Brandt, Deborah. The Rise of Writing: Redefining Mass Literacy. Cambridge, UK: Cambridge UP, 2015.

Carr, Nicholas. “Is Google Making Us Stupid?” The Atlantic July/August 2008. Web. http://www.theatlantic.com/magazine/archive/2008/07/is-google-making-us-stupid/306868/

Keller, Daniel. Chasing Literacy: Reading and Writing in the Age of Acceleration. Boulder, CO: Utah State UP, 2014.

One Response to 24 Hours of Literacy

  1. First of all, I LOVE The Guardian, it is part of my morning reading ritual along with NPR, The Atlantic, Smithsonian, Quartz and a few other sites (Washington Post, NYTimes, Faculty Focus, Chronicle, etc).

    Ok, so as I read your kick-@ss blog post a couple of things came to mind. Writing is a form of acting/doing (in that it is the basis of communication) and also a way of processing/thinking (in that we consider, reflect, etc). Could we say the same of reading? (hold that thought for a moment) I think this is kind of at the heart of Brandt’s book, don’t you, and one reason why writing has gained such significance and attention. In fact, I see that you came to a similar conclusion:

    “I was able to confirm Brandt’s claim in The Rise of Writing with my firsthand experience. In the process, several of Brandt’s themes came through.”

    But your conclusion also really struck me in terms of reading:

    “I walked away from my 24 Hours of Literacy believing that I function not just in a web of writers but a web of readers as well. Brandt’s definition of “reading” is very applicable here: “the common sense notion of taking up words that have been written down by someone else” (92). I wrote with the intention that my words to be read; I had to get my messages out. Others had to write so that I could read and receive their message. In this sense, I become more and more convinced that electracy is somehow an extension of oral culture; it is simply relocating conversation into the digital realm.”

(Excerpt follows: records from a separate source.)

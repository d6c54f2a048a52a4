//! Client struct definition
//!
//! Represents a registered client: its handle, the writable side of its
//! socket, and when it joined.

use std::time::{Duration, Instant};

use crate::connection::Connection;
use crate::error::SendError;
use crate::message::ServerMessage;
use crate::types::{ConnectionId, Handle};

/// Registered client information
///
/// Shared as `Arc<Client>` between the registry and the owning session.
#[derive(Debug)]
pub struct Client {
    /// Unique handle chosen at handshake
    pub handle: Handle,
    /// Server → Client socket writer
    pub connection: Connection,
    /// Handshake completion time
    pub connected_at: Instant,
}

impl Client {
    /// Create a client from a completed handshake
    pub fn new(handle: Handle, connection: Connection) -> Self {
        Self {
            handle,
            connection,
            connected_at: Instant::now(),
        }
    }

    /// Identity of the session behind this client
    pub fn id(&self) -> ConnectionId {
        self.connection.id()
    }

    /// Send a message to this client
    ///
    /// Returns an error if the connection is closed or the write fails.
    pub async fn send(&self, msg: &ServerMessage) -> Result<(), SendError> {
        self.connection.send(msg).await
    }

    /// Idle liveness check, see `Connection::probe`
    pub async fn probe(&self) -> Result<(), SendError> {
        self.connection.probe().await
    }

    /// Shut down the socket; idempotent
    pub async fn close(&self) {
        self.connection.close().await;
    }

    /// Time since the handshake completed
    pub fn connected_for(&self) -> Duration {
        self.connected_at.elapsed()
    }
}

    So this led me to consider reading as a form of listening/processing. Writing and communication is the contemporary oral act in light of technological development and reading/listening is the consumption of that orality. But what good is writing and communication if our audiences can’t make sense of it…on multiple levels? I love teaching literary analysis precisely because it helps us read more deeply and to examine ideas through various lenses. As such, reading is more than just the consumption of ideas but the path to consideration and comprehension. So my “hold that thought” above is that indeed both writing and reading allow us to process the message. Writing is visible, but reading is invisible. Writing is tangible, reading is intangible. Writing can be shared, disseminated and translated. How about reading? I wonder how the cognitive processes involved in these tasks and the concept of visibility has shaped our conversations about reading and writing and the current ways in which we privilege writing over reading…

    End of my cognitive vomit, lol. It was great reading you!